» **TASK STATEMENT**
Below are some entries. Repeat exactly the lines from the one with "pub mod event;" through the one with "capability: insert, query", and only those.

RECORD EXCERPTS Start Marker

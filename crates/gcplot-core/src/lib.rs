//! gcplot-core — GC log analysis library.
//!
//! Provides:
//! - `event` — the typed event model (kinds, triggers, families, memory)
//! - `preproc` — raw-log preprocessing into canonical single-event lines
//! - `classify` — total classification of canonical lines into events
//! - `analysis` — aggregation, diagnostic rules, bottlenecks, summary
//! - `store` — the event-sink collaborator and chunk file codec
//! - `fmt` — shared formatting helpers for report rendering
//! - `util` — helper utilities (JVM start time parsing)
//! - `pipeline` — the whole thing wired together
//!
//! ```text
//! raw lines -> Preprocessor -> canonical lines -> Classifier -> events
//!           -> Aggregator (incremental) -> RunSummary (final)
//! ```

pub mod analysis;
pub mod classify;
pub mod event;
pub mod fmt;
pub mod pipeline;
pub mod preproc;
pub mod store;
pub mod util;

pub use analysis::summary::RunSummary;
pub use analysis::{Thresholds, Timewarp};
pub use event::{CollectorFamily, Event, EventCategory, EventKind, Trigger};
pub use pipeline::{AnalyzeConfig, AnalyzeError, analyze_lines};
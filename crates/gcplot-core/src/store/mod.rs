//! Event storage collaborator.
//!
//! The core depends only on the [`EventSink`] capability: insert, query
//! by kind or category, and aggregate max/total durations. The storage
//! technology behind it can vary without touching the analysis code; the
//! in-memory store here is the default, and [`chunk`] adds a compressed
//! file codec for persisting a parsed run.

pub mod chunk;

use crate::event::{Event, EventCategory, EventKind};

/// Inserts may be buffered; callers must `flush` before querying a store
/// they just filled.
pub trait EventSink {
    fn insert(&mut self, event: Event);
    fn flush(&mut self);
    fn len(&self) -> usize;
    fn is_empty(&self) -> bool {
        self.len() == 0
    }
    fn query_by_kind(&self, kind: EventKind) -> Vec<Event>;
    fn query_by_category(&self, category: EventCategory) -> Vec<Event>;
    /// All stored events in insertion order.
    fn events(&self) -> Vec<Event>;
    fn max_duration_ms(&self, category: EventCategory) -> Option<u64>;
    fn total_duration_ms(&self, category: EventCategory) -> u64;
}

/// Batch size after which buffered inserts spill into the store.
const INSERT_BATCH: usize = 64;

/// Vec-backed store with a fixed-size insert buffer.
#[derive(Default)]
pub struct MemoryStore {
    buffer: Vec<Event>,
    events: Vec<Event>,
}

impl MemoryStore {
    pub fn new() -> Self {
        Self::default()
    }
}

impl EventSink for MemoryStore {
    fn insert(&mut self, event: Event) {
        self.buffer.push(event);
        if self.buffer.len() >= INSERT_BATCH {
            self.events.append(&mut self.buffer);
        }
    }

    fn flush(&mut self) {
        self.events.append(&mut self.buffer);
    }

    fn len(&self) -> usize {
        self.events.len() + self.buffer.len()
    }

    fn query_by_kind(&self, kind: EventKind) -> Vec<Event> {
        self.events
            .iter()
            .filter(|e| e.kind() == kind)
            .cloned()
            .collect()
    }

    fn query_by_category(&self, category: EventCategory) -> Vec<Event> {
        self.events
            .iter()
            .filter(|e| e.category() == category)
            .cloned()
            .collect()
    }

    fn events(&self) -> Vec<Event> {
        self.events.clone()
    }

    fn max_duration_ms(&self, category: EventCategory) -> Option<u64> {
        self.events
            .iter()
            .filter(|e| e.category() == category)
            .filter_map(|e| e.duration_ms())
            .max()
    }

    fn total_duration_ms(&self, category: EventCategory) -> u64 {
        self.events
            .iter()
            .filter(|e| e.category() == category)
            .filter_map(|e| e.duration_ms())
            .sum()
    }
}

RECORD EXCERPTS End Marker

» **EXERCISE ANSWER**
pub mod event;
pub mod fmt;
pub mod pipeline;
pub mod preproc;
pub mod store;
pub mod util;

pub use analysis::summary::RunSummary;
pub use analysis::{Thresholds, Timewarp};
pub use event::{CollectorFamily, Event, EventCategory, EventKind, Trigger};
pub use pipeline::{AnalyzeConfig, AnalyzeError, analyze_lines};
filename crates/gcplot-core/src/store/mod.rs
//! Event storage collaborator.
//!
//! The core depends only on the [`EventSink`] capability: insert, query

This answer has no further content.